Source: Wikipedia

Failed States: Tyrants or Terrorists?

The greatest problem facing the Middle East today is the prevalence of failed states. These states lack the capacity to govern, police, and protect the entirety of their territories and peoples. The result is civil conflict, widespread violence, and porous borders. Saudi Arabia’s bombing campaign in Yemen, the Islamic State in Iraq and the Levant’s (ISIL) success in Iraq and Syria, Libya’s civil war, Hezbollah in Lebanon, Hamas in Palestine, and Europe’s refugee crisis are all direct results of failed states. Of course the most threatening problem for the United States resulting from failed states in the Middle East is terrorism.

Before many of these states failed, they were ruled by brutal authoritarians. Saddam Hussein ruled Iraq for over 20 years, and in that time, the Iraqi government tortured civilians (“gouging out of eyes, severe beatings, and electric shocks”), beheaded political opponents, used chemical weapons against Iran and its own Kurdish population, and executed thousands of political rivals.  Muammar Gaddafi ruled Libya for over 40 years and similarly repressed his people until he was overthrown in 2011. His final orders as Libya’s leader unleashed his army and air force upon his citizens. The story is hardly different for Bashar al-Assad, who is still clinging to power in regions of Syria.

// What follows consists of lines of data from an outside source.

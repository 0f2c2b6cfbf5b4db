//! Dual checkout and run of a candidate's tests.

use std::collections::BTreeSet;
use std::path::Path;
use std::sync::Arc;
use std::time::Duration;

use benchsift_core::scope;
use benchsift_core::{
    BenchsiftError, ChangeKind, Checkout, LanguageProfile, OracleCode, PullRequestCandidate,
    RegressionResult, RegressionVerdict,
};
use benchsift_difflens::classify::FileClassifier;
use benchsift_git::{GitBackend, TreeLease, WorkingTree};
use tokio::sync::OnceCell;

use crate::classify::{classify, Classification};
use crate::registry::RunnerRegistry;
use crate::runner::{RunReport, SuiteStatus, TestRunner};

type RunnerChoice = Result<Arc<dyn TestRunner>, RegressionResult>;

/// Decides whether an accepted candidate's tests form a regression oracle.
///
/// The runner is selected and probed once, on first use. Every
/// verification holds the [`WorkingTree`] lease from the base checkout to
/// the final restore, so runs never overlap on one clone.
pub struct RegressionOracle {
    tree: Arc<WorkingTree>,
    git: Arc<dyn GitBackend>,
    registry: RunnerRegistry,
    profile: LanguageProfile,
    classifier: FileClassifier,
    budget: Duration,
    runner: OnceCell<RunnerChoice>,
}

impl RegressionOracle {
    /// An oracle over `tree` with a per-candidate wall-clock `budget`.
    pub fn new(
        tree: Arc<WorkingTree>,
        git: Arc<dyn GitBackend>,
        registry: RunnerRegistry,
        profile: LanguageProfile,
        budget: Duration,
    ) -> Self {
        let classifier = FileClassifier::new(&profile, &[]);
        Self {
            tree,
            git,
            registry,
            profile,
            classifier,
            budget,
            runner: OnceCell::new(),
        }
    }

    /// The usable runner, or the skip result every candidate will get.
    ///
    /// Selection holds the tree lease so marker files are read from the
    /// original ref, never from another candidate's checkout.
    pub async fn runner(&self) -> RunnerChoice {
        self.runner
            .get_or_init(|| async {
                let lease = self.tree.acquire().await.map_err(|e| {
                    RegressionResult::error(OracleCode::CheckoutFailed, e.to_string())
                })?;
                let dir = lease.path();
                let language = self.profile.name.as_str();
                let Some(runner) = self.registry.select(dir, Some(language)) else {
                    return Err(RegressionResult::skipped(
                        OracleCode::NoTestRunner,
                        format!("No suitable test runner found for {language}"),
                    ));
                };
                if let Err(e) = runner.probe(dir).await {
                    return Err(RegressionResult::skipped(
                        OracleCode::RunnerUnavailable,
                        format!("{} is not usable: {e}", runner.name()),
                    ));
                }
                tracing::info!(runner = runner.name(), language = runner.language(), "test runner selected");
                Ok(runner)
            })
            .await
            .clone()
    }

    /// Verify one accepted candidate.
    ///
    /// Never returns early with the tree checked out: the restore step runs
    /// after success, failure, panic and timeout alike.
    pub async fn verify(&self, candidate: &PullRequestCandidate) -> RegressionResult {
        let runner = match self.runner().await {
            Ok(runner) => runner,
            Err(skip) => return skip,
        };
        let targets = self.targets(candidate);
        if targets.is_empty() {
            return invalid(Classification::default(), "PR keeps no test files at head");
        }

        if !self.git.commit_exists(&candidate.head_sha).await {
            if let Err(e) = self.git.fetch_pr_head(candidate.number).await {
                tracing::debug!(pr = candidate.number, error = %e, "PR ref fetch failed");
            }
        }

        let lease = match self.tree.acquire().await {
            Ok(lease) => lease,
            Err(e) => return RegressionResult::error(OracleCode::CheckoutFailed, e.to_string()),
        };

        let budget = self.budget;
        let (outcome, restored) = scope::guarded(
            tokio::time::timeout(
                budget,
                dual_run(&lease, runner.as_ref(), candidate, &targets, budget),
            ),
            lease.restore(),
        )
        .await;
        drop(lease);

        if let Err(e) = restored {
            tracing::error!(pr = candidate.number, error = %e, "failed to restore working tree");
            return RegressionResult::error(OracleCode::RestoreFailed, e.to_string());
        }

        match outcome {
            Err(_) => RegressionResult::error(
                OracleCode::OracleTimeout,
                format!("oracle run exceeded {}s", budget.as_secs()),
            ),
            Ok(Err(failure)) => failure,
            Ok(Ok((base, head))) => judge(classify(&base, &head)),
        }
    }

    /// Test files the candidate touches that still exist at head.
    fn targets(&self, candidate: &PullRequestCandidate) -> Vec<String> {
        candidate
            .files
            .iter()
            .filter(|f| f.change != ChangeKind::Deleted)
            .filter(|f| self.classifier.is_test(&f.path) && !self.classifier.is_asset(&f.path))
            .map(|f| f.path.clone())
            .collect()
    }
}

/// Check out base then head and run the targets at each.
async fn dual_run(
    lease: &TreeLease<'_>,
    runner: &dyn TestRunner,
    candidate: &PullRequestCandidate,
    targets: &[String],
    budget: Duration,
) -> Result<(RunReport, RunReport), RegressionResult> {
    let base = run_at(lease, runner, &candidate.base_sha, Checkout::Base, targets, budget).await?;
    let head = run_at(lease, runner, &candidate.head_sha, Checkout::Head, targets, budget).await?;
    if let SuiteStatus::Crashed { detail } = &head.status {
        return Err(RegressionResult::error(
            OracleCode::TestExecutionError,
            format!("test suite crashed at head: {detail}"),
        ));
    }
    Ok((base, head))
}

async fn run_at(
    lease: &TreeLease<'_>,
    runner: &dyn TestRunner,
    sha: &str,
    checkout: Checkout,
    targets: &[String],
    budget: Duration,
) -> Result<RunReport, RegressionResult> {
    lease.checkout(sha).await.map_err(|e| {
        RegressionResult::error(
            OracleCode::CheckoutFailed,
            format!("failed to check out {checkout} {sha}: {e}"),
        )
    })?;

    let present = existing(lease.path(), targets);
    if present.is_empty() {
        tracing::debug!(%checkout, "no target test files at this checkout");
        return Ok(RunReport::empty());
    }

    match runner.run(lease.path(), &present, checkout, budget).await {
        Ok(report) => {
            tracing::debug!(%checkout, status = ?report.status, tests = report.outcomes.len(), "run finished");
            Ok(report)
        }
        Err(BenchsiftError::Timeout { seconds, .. }) => Err(RegressionResult::error(
            OracleCode::OracleTimeout,
            format!("{} run at {checkout} exceeded {seconds}s", runner.name()),
        )),
        Err(e) => Err(RegressionResult::error(
            OracleCode::TestExecutionError,
            format!("{} failed at {checkout}: {e}", runner.name()),
        )),
    }
}

fn existing(root: &Path, targets: &[String]) -> Vec<String> {
    targets
        .iter()
        .filter(|t| root.join(t).exists())
        .cloned()
        .collect()
}

fn judge(classification: Classification) -> RegressionResult {
    if !classification.errored.is_empty() {
        tracing::info!(
            errored = classification.errored.len(),
            "tests excluded from classification"
        );
    }
    if classification.f2p.is_empty() {
        return invalid(classification, "No F2P tests found");
    }
    if classification.p2p.is_empty() {
        return RegressionResult {
            verdict: RegressionVerdict::Invalid,
            code: Some(OracleCode::EmptyP2p),
            f2p: classification.f2p,
            p2p: BTreeSet::new(),
            errored: classification.errored,
            detail: Some("No P2P tests found".into()),
        };
    }
    RegressionResult {
        verdict: RegressionVerdict::Valid,
        code: None,
        f2p: classification.f2p,
        p2p: classification.p2p,
        errored: classification.errored,
        detail: None,
    }
}

fn invalid(classification: Classification, detail: &str) -> RegressionResult {
    RegressionResult {
        verdict: RegressionVerdict::Invalid,
        code: Some(OracleCode::EmptyF2p),
        f2p: BTreeSet::new(),
        p2p: classification.p2p,
        errored: classification.errored,
        detail: Some(detail.into()),
    }
}

#[cfg(test)]
mod tests {
    use super::*;
    use benchsift_core::TestId;

    #[test]
    fn empty_p2p_keeps_f2p() {
        let mut c = Classification::default();
        c.f2p.insert(TestId::new("t.py", "a"));
        let result = judge(c);
        assert_eq!(result.code, Some(OracleCode::EmptyP2p));
        assert_eq!(result.f2p.len(), 1);
    }

    #[test]
    fn f2p_and_p2p_make_valid() {
        let mut c = Classification::default();
        c.f2p.insert(TestId::new("t.py", "a"));
        c.p2p.insert(TestId::new("t.py", "b"));
        let result = judge(c);
        assert!(result.is_valid());
        assert_eq!(result.code, None);
    }

    #[test]
    fn no_f2p_is_empty_f2p() {
        let mut c = Classification::default();
        c.p2p.insert(TestId::new("t.py", "b"));
        assert_eq!(judge(c).code, Some(OracleCode::EmptyF2p));
    }
}
//! Core types, configuration, and error handling for benchsift.
//!
//! This crate provides the shared foundation used by all other benchsift crates:
//! - [`BenchsiftError`]: unified error type using `thiserror` and `miette`
//! - [`BenchsiftConfig`]: configuration loaded from `.benchsift.toml`
//! - [`LanguageProfile`]: per-language file classification rules
//! - [`scope`]: retry with backoff and always-run cleanup
//! - Shared types: [`PullRequestCandidate`], [`EligibilityVerdict`],
//!   [`RegressionResult`], [`TestId`], [`TestOutcome`]

mod config;
mod error;
pub mod language;
pub mod scope;
mod types;

pub use config::{
    BatchConfig, BenchsiftConfig, FilterConfig, ForgeConfig, JudgeConfig, OracleConfig,
};
pub use error::BenchsiftError;
pub use language::LanguageProfile;
pub use types::{
    Author, ChangeKind, ChangedFile, Checkout, EligibilityVerdict, LinkedIssue, OracleCode,
    PullRequestCandidate, RegressionResult, RegressionVerdict, RejectionReason, TestId,
    TestOutcome, TestStatus, VerdictStatus,
};

/// A convenience `Result` type for benchsift operations.
pub type Result<T> = std::result::Result<T, BenchsiftError>;

/// Default config file name looked up in the working directory.
pub const CONFIG_FILE_NAME: &str = ".benchsift.toml";
//! Retry and cleanup scopes shared by the forge client and the oracle.
//!
//! [`retry`] re-runs a fallible async operation with exponential backoff,
//! honoring server wait hints. [`guarded`] runs a body and then a cleanup
//! step, even when the body panics.

use std::future::Future;
use std::panic::AssertUnwindSafe;
use std::time::Duration;

use futures::FutureExt;

use crate::error::BenchsiftError;

/// Backoff settings for [`retry`].
///
/// # Examples
///
/// ```
/// use std::time::Duration;
/// use benchsift_core::scope::RetryPolicy;
///
/// let policy = RetryPolicy::default();
/// assert_eq!(policy.backoff(1), Duration::from_secs(1));
/// assert_eq!(policy.backoff(3), Duration::from_secs(4));
/// ```
#[derive(Debug, Clone, Copy, PartialEq, Eq)]
pub struct RetryPolicy {
    /// Retries after the first attempt.
    pub max_retries: u32,
    /// Delay before the first retry; doubles on each later retry.
    pub base_delay: Duration,
    /// Upper bound on any single wait, including server hints.
    pub max_delay: Duration,
}

impl Default for RetryPolicy {
    fn default() -> Self {
        Self {
            max_retries: 3,
            base_delay: Duration::from_secs(1),
            max_delay: Duration::from_secs(900),
        }
    }
}

impl RetryPolicy {
    /// Backoff before retry number `attempt` (1-based): `base * 2^(attempt-1)`.
    pub fn backoff(&self, attempt: u32) -> Duration {
        let factor = 2u32.saturating_pow(attempt.saturating_sub(1));
        self.base_delay.saturating_mul(factor).min(self.max_delay)
    }
}

/// What [`retry`] should do after a failed attempt.
#[derive(Debug, Clone, Copy, PartialEq, Eq)]
pub enum RetryAdvice {
    /// Try again, waiting the given hint or the policy backoff when `None`.
    Retry(Option<Duration>),
    /// The failure is permanent.
    GiveUp,
}

/// Errors that know whether a retry could help.
pub trait Retryable {
    /// Advice for this failure.
    fn advice(&self) -> RetryAdvice;
}

impl Retryable for BenchsiftError {
    fn advice(&self) -> RetryAdvice {
        if self.is_transient() {
            RetryAdvice::Retry(None)
        } else {
            RetryAdvice::GiveUp
        }
    }
}

/// Run `op` until it succeeds, fails permanently, or retries run out.
///
/// Attempts are bounded by `policy.max_retries + 1`. The last error is
/// returned unchanged.
///
/// # Errors
///
/// Returns the error of the final attempt.
pub async fn retry<T, E, F, Fut>(policy: &RetryPolicy, label: &str, mut op: F) -> Result<T, E>
where
    E: Retryable + std::fmt::Display,
    F: FnMut() -> Fut,
    Fut: Future<Output = Result<T, E>>,
{
    let mut attempt: u32 = 0;
    loop {
        match op().await {
            Ok(value) => return Ok(value),
            Err(err) => {
                attempt += 1;
                let wait = match err.advice() {
                    RetryAdvice::GiveUp => return Err(err),
                    _ if attempt > policy.max_retries => return Err(err),
                    RetryAdvice::Retry(Some(hint)) => hint.min(policy.max_delay),
                    RetryAdvice::Retry(None) => policy.backoff(attempt),
                };
                tracing::warn!(
                    operation = label,
                    attempt,
                    max_retries = policy.max_retries,
                    wait_ms = wait.as_millis() as u64,
                    error = %err,
                    "retrying after failure"
                );
                tokio::time::sleep(wait).await;
            }
        }
    }
}

/// Run `body`, then always run `cleanup`, returning both outputs.
///
/// A panic in `body` is caught, `cleanup` runs, and the panic resumes.
/// Dropping the returned future before completion skips `cleanup`, so
/// callers pair this with a drop-time fallback for cancellation.
///
/// # Examples
///
/// ```
/// use benchsift_core::scope::guarded;
///
/// let rt = tokio::runtime::Runtime::new().unwrap();
/// let (body, cleanup) = rt.block_on(guarded(async { 1 + 1 }, async { "restored" }));
/// assert_eq!(body, 2);
/// assert_eq!(cleanup, "restored");
/// ```
pub async fn guarded<B, C, T, U>(body: B, cleanup: C) -> (T, U)
where
    B: Future<Output = T>,
    C: Future<Output = U>,
{
    let outcome = AssertUnwindSafe(body).catch_unwind().await;
    let cleaned = cleanup.await;
    match outcome {
        Ok(value) => (value, cleaned),
        Err(panic) => std::panic::resume_unwind(panic),
    }
}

Many in the United States were therefore happy to see regimes toppled in Iraq, Libya, Tunisia, Yemen, and Egypt and encouraged the Obama administration to do more in Syria and Iran. The Arab Spring was viewed by many as oppressed peoples breaking their own shackles, and many assumed (and hoped) democracy would follow. It didn’t. What followed was the proliferation of militias, a dramatic rise in terrorism, and a reinvigorated Sunni-Shia divide. The violence prevailing in the Middle East today now forces many to question whether the tyrants before the Arab Spring were worse than the terrorists who followed.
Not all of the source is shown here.